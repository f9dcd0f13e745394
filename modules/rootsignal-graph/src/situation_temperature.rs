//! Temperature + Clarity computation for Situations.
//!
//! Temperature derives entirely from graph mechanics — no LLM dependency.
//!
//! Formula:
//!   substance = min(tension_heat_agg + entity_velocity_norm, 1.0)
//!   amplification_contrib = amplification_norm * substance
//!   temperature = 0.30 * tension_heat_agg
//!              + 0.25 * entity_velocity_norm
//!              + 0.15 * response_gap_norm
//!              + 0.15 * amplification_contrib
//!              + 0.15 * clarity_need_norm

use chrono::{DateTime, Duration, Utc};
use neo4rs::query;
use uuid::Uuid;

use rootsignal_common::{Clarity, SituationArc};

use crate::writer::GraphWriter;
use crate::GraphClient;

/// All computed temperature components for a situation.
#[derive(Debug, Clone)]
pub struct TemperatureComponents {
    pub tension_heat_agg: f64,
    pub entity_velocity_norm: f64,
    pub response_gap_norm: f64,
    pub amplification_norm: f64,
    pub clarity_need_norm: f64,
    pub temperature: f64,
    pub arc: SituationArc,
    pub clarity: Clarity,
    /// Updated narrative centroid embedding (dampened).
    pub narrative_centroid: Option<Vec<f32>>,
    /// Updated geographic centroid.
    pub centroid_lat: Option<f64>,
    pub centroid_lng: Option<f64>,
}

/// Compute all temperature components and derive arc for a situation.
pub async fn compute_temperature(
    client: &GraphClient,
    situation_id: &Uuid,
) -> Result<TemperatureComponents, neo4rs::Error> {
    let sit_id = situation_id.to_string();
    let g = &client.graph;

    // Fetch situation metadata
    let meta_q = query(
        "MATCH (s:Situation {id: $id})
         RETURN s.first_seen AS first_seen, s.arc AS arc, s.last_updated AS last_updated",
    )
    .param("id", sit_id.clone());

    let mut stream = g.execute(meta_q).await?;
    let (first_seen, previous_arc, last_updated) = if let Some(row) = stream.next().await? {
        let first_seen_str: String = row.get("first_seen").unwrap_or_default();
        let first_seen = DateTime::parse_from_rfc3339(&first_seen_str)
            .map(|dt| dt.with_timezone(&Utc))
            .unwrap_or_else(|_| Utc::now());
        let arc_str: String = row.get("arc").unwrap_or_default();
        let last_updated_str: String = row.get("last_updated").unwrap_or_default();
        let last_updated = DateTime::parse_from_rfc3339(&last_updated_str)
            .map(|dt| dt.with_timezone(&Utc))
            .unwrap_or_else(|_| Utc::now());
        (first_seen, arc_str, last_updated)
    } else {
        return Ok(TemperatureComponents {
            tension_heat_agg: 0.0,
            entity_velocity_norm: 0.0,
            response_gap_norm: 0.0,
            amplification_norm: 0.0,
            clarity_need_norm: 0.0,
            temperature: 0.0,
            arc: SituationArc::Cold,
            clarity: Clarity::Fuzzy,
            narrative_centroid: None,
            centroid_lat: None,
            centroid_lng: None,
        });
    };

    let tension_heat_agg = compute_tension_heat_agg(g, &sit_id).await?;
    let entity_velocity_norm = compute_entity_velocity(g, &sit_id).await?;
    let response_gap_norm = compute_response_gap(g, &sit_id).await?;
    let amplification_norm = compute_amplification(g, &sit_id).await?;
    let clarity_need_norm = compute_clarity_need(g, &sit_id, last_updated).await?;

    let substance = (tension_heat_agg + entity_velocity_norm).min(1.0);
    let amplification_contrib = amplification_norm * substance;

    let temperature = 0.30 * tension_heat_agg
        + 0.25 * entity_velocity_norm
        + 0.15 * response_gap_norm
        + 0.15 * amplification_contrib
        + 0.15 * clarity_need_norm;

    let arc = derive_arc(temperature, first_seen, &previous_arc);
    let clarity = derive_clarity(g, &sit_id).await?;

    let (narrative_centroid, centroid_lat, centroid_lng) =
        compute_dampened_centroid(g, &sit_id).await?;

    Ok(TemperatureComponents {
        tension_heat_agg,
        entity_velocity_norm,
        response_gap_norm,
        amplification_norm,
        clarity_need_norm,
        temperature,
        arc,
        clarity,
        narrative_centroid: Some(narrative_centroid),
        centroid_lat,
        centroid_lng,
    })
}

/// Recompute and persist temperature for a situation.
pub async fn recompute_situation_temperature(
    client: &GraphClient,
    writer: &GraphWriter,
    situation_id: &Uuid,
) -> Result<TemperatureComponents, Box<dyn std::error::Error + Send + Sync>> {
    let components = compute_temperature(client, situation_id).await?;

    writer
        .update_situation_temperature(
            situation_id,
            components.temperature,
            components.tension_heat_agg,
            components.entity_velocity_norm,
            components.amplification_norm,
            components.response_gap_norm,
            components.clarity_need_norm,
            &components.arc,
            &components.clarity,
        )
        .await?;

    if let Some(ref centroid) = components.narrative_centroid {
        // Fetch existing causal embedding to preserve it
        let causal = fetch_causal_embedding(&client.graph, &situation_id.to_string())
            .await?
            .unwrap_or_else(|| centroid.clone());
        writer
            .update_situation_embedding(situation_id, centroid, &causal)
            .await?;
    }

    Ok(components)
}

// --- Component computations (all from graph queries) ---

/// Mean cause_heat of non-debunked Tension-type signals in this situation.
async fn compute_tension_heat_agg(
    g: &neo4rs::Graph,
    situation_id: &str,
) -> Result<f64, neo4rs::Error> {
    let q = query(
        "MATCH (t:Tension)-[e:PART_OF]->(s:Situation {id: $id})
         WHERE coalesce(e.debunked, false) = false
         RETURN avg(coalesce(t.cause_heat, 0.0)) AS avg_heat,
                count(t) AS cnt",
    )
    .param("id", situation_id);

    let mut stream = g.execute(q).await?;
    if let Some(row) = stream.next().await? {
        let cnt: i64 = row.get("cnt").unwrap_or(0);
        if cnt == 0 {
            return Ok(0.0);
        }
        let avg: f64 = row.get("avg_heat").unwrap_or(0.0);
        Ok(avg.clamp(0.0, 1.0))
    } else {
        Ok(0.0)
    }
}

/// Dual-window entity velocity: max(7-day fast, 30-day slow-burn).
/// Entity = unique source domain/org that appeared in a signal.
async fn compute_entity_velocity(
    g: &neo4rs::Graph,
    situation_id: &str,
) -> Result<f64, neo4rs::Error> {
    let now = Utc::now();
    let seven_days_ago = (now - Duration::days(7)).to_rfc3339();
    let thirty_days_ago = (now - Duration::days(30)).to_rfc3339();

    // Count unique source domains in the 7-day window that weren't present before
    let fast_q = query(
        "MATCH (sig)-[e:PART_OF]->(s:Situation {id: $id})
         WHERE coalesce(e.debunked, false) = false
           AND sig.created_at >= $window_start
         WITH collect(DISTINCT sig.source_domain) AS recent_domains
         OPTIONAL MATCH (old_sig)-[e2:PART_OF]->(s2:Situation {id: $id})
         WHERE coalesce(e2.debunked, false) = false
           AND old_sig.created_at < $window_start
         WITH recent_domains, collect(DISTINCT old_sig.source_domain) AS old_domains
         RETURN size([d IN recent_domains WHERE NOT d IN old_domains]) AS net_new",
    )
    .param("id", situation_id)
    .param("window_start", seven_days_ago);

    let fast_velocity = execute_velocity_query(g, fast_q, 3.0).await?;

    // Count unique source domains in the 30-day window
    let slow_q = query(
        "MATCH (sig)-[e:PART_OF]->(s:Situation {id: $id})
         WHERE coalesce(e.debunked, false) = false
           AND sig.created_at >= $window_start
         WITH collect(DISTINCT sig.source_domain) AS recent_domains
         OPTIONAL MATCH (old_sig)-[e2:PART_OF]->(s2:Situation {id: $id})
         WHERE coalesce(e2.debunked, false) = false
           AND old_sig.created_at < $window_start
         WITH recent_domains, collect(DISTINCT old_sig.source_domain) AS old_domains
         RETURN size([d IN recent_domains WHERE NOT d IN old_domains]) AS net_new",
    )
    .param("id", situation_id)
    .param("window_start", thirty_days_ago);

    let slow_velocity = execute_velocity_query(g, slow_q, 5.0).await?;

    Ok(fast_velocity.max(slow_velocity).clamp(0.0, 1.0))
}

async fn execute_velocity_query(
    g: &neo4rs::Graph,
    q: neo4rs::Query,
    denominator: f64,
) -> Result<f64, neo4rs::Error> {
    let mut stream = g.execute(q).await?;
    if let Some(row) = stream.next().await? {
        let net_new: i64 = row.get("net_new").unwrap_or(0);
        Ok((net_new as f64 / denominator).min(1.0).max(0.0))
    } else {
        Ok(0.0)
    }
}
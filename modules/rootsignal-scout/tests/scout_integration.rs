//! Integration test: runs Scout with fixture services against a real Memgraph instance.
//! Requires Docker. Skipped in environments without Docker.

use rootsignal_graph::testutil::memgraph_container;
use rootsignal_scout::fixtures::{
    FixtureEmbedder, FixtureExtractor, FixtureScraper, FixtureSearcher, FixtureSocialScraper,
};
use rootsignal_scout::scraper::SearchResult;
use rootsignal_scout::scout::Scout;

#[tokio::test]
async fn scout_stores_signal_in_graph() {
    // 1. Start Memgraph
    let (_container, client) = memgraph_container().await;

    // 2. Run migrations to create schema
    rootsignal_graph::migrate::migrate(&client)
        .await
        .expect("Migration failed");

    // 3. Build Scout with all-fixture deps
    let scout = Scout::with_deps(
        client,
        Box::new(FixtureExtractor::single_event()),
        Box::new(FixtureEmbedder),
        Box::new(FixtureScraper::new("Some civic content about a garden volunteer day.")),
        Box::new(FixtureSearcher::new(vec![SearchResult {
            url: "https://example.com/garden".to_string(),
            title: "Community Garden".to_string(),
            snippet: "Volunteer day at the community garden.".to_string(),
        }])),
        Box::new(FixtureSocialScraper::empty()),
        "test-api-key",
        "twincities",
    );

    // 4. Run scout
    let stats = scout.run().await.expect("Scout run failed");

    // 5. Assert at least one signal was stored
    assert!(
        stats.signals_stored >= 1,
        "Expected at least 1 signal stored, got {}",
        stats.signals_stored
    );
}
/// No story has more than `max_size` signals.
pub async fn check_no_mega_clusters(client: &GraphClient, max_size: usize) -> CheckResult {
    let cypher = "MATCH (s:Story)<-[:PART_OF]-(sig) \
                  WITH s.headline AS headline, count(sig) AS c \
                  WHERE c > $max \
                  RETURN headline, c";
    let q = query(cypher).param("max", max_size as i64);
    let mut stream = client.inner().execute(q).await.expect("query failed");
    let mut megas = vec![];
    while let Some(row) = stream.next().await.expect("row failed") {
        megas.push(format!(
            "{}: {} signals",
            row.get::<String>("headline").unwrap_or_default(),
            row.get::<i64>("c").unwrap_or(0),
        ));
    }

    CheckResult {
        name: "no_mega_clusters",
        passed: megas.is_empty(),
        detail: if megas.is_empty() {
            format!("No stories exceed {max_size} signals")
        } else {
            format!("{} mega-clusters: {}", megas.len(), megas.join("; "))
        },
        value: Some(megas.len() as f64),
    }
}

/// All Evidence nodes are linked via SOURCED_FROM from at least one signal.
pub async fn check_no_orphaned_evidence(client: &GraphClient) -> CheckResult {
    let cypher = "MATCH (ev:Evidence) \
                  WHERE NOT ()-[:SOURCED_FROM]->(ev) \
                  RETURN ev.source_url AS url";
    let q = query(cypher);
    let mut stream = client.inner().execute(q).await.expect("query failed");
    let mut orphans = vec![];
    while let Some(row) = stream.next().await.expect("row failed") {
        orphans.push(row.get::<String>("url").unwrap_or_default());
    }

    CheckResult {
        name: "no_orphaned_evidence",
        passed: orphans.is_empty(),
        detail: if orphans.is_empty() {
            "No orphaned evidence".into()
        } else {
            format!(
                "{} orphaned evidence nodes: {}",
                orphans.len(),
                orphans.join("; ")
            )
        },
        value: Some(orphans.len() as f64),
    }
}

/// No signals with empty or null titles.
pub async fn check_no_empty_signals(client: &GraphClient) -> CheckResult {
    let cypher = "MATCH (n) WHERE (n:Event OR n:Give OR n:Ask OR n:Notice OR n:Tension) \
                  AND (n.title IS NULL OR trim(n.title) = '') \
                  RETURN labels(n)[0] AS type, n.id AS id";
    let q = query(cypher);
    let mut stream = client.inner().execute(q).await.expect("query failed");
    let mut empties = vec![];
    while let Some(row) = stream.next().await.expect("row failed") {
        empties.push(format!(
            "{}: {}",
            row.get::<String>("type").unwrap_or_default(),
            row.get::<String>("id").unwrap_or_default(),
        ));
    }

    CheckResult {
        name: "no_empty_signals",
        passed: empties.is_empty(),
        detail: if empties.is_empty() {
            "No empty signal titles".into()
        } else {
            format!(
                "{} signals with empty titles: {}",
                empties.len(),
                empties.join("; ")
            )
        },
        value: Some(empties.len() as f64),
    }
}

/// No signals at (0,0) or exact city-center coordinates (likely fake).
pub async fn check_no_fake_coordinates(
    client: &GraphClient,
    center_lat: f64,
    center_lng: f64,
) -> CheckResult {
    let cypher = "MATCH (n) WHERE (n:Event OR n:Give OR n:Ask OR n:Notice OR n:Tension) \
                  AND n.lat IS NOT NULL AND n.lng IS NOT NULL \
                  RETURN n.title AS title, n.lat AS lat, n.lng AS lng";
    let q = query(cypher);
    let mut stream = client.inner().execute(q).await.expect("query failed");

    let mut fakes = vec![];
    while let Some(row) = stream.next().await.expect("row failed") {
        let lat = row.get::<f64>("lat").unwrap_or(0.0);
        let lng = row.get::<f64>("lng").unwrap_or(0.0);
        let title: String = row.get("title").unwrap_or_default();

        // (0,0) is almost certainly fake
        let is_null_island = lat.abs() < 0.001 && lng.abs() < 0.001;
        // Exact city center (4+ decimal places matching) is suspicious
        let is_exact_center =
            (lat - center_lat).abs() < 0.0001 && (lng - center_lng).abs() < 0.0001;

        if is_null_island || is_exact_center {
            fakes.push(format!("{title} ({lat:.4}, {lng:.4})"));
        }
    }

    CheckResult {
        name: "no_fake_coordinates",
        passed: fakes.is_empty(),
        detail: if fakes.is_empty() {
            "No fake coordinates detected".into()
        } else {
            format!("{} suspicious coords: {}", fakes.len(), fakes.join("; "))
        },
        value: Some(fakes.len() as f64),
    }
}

--------------------------------------------------

**Work to complete**: Using the listing above, show every line that includes the string "into".

**Answer**:
            "No orphaned evidence".into()
            "No empty signal titles".into()
            "No fake coordinates detected".into()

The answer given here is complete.